• Assigned task
Beginning with the first line, please return the entries exactly through the line that contains "user can never", and leave out all later lines.

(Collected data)
============================================================

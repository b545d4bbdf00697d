//! Activation controller.
//!
//! Read tracking stays inert until the user shows engagement. How that is
//! detected depends on whether the feed container can scroll at all:
//!
//! - **Scrollable**: a one-shot listener activates on the first scroll event.
//!   No timer runs.
//! - **Not scrollable** (and the list is non-empty): the user can never
//!   scroll, so a one-shot timer (3s by default) activates the engine,
//!   provided the container is still not scrollable when it fires.
//!
//! Resizes are debounced (300ms by default) and re-run the scrollability
//! check while activation is still pending, restarting the timer logic.
//! Once active the state is terminal until the next mount or teardown.
//!
//! ```text
//!            mount()                 first scroll / timer
//!   Idle ───────────────▶ WaitingForScroll ──────────────────▶ Active
//!    ▲                          │                                 │
//!    └──────── teardown() ──────┴─────────────────────────────────┘
//! ```

use std::time::Duration;

use tokio::time::Instant;
use tracing::{debug, info};

use crate::types::{ActivationState, ActivationTrigger, Container};
use crate::utils::debounce::DebounceTimer;

/// Default auto-activation delay for non-scrollable lists, in milliseconds.
pub const DEFAULT_ACTIVATION_DELAY_MS: u64 = 3000;

/// Default debounce for resize re-evaluation, in milliseconds.
pub const DEFAULT_RESIZE_DEBOUNCE_MS: u64 = 300;

#[derive(Debug)]
pub struct ActivationController {
    state: ActivationState,
    auto_timer: DebounceTimer,
    resize_timer: DebounceTimer,
    scroll_listener: bool,
    container: Container,
    has_items: bool,
}

impl ActivationController {
    #[must_use]
    pub fn new(activation_delay: Duration, resize_debounce: Duration) -> Self {
        Self {
            state: ActivationState::Idle,
            auto_timer: DebounceTimer::new(activation_delay),
            resize_timer: DebounceTimer::new(resize_debounce),
            scroll_listener: false,
            container: Container::default(),
            has_items: false,
        }
    }

    /// Starts a fresh activation cycle for a newly mounted list.
    pub fn mount(&mut self, container: Container, has_items: bool, now: Instant) {
        self.teardown();
        self.state = ActivationState::WaitingForScroll;
        self.container = container;
        self.has_items = has_items;
        self.evaluate(now);
    }

    /// Returns to `Idle` and cancels all timers and listeners.
    pub fn teardown(&mut self) {
        self.state = ActivationState::Idle;
        self.auto_timer.cancel();
        self.resize_timer.cancel();
        self.scroll_listener = false;
    }

    /// Handles a scroll event on the container.
    pub fn on_scroll(&mut self) -> Option<ActivationTrigger> {
        if self.state != ActivationState::WaitingForScroll || !self.scroll_listener {
            return None;
        }
        self.activate(ActivationTrigger::Scroll);
        Some(ActivationTrigger::Scroll)
    }

    /// Handles a viewport resize. The scrollability check runs once resizes settle.
    pub fn on_resize(&mut self, container: Container, now: Instant) {
        self.container = container;
        if self.state == ActivationState::WaitingForScroll {
            self.resize_timer.poke(now);
        }
    }

    /// Updates the container geometry without re-evaluating, e.g. after
    /// more items were appended.
    pub fn set_container(&mut self, container: Container) {
        self.container = container;
    }

    /// Updates whether the list has any items, re-evaluating on change.
    pub fn set_has_items(&mut self, has_items: bool, now: Instant) {
        if self.has_items != has_items {
            self.has_items = has_items;
            self.evaluate(now);
        }
    }

    /// Fires due timers. Returns the trigger if this call activated tracking.
    pub fn tick(&mut self, now: Instant) -> Option<ActivationTrigger> {
        if self.resize_timer.fire(now) {
            debug!(scrollable = self.container.is_scrollable(), "Re-evaluating after resize");
            self.evaluate(now);
        }

        if self.auto_timer.fire(now) && self.state == ActivationState::WaitingForScroll {
            if self.container.is_scrollable() {
                debug!("Container became scrollable, waiting for scroll instead");
                self.scroll_listener = true;
            } else {
                self.activate(ActivationTrigger::Timeout);
                return Some(ActivationTrigger::Timeout);
            }
        }

        None
    }

    #[must_use]
    pub fn state(&self) -> ActivationState {
        self.state
    }

    #[must_use]
    pub fn is_active(&self) -> bool {
        self.state == ActivationState::Active
    }

    #[must_use]
    pub fn is_listening_for_scroll(&self) -> bool {
        self.scroll_listener
    }

    #[must_use]
    pub fn auto_activation_deadline(&self) -> Option<Instant> {
        self.auto_timer.deadline()
    }

    #[must_use]
    pub fn next_deadline(&self) -> Option<Instant> {
        match (self.auto_timer.deadline(), self.resize_timer.deadline()) {
            (Some(a), Some(b)) => Some(a.min(b)),
            (a, b) => a.or(b),
        }
    }

    fn evaluate(&mut self, now: Instant) {
        if self.state != ActivationState::WaitingForScroll {
            return;
        }

        if self.container.is_scrollable() {
            self.auto_timer.cancel();
            self.scroll_listener = true;
        } else {
            self.scroll_listener = false;
            if self.has_items {
                self.auto_timer.poke(now);
            } else {
                self.auto_timer.cancel();
            }
        }
    }

    fn activate(&mut self, trigger: ActivationTrigger) {
        self.state = ActivationState::Active;
        self.scroll_listener = false;
        self.auto_timer.cancel();
        self.resize_timer.cancel();
        info!(trigger = ?trigger, "Read tracking activated");
    }
}

impl Default for ActivationController {
    fn default() -> Self {
        Self::new(
            Duration::from_millis(DEFAULT_ACTIVATION_DELAY_MS),
            Duration::from_millis(DEFAULT_RESIZE_DEBOUNCE_MS),
        )
    }
}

============================================================

• Reply
repository b545d4bbdf00697d
//! Activation controller.
//!
//! Read tracking stays inert until the user shows engagement. How that is
//! detected depends on whether the feed container can scroll at all:
//!
//! - **Scrollable**: a one-shot listener activates on the first scroll event.
//!   No timer runs.
//! - **Not scrollable** (and the list is non-empty): the user can never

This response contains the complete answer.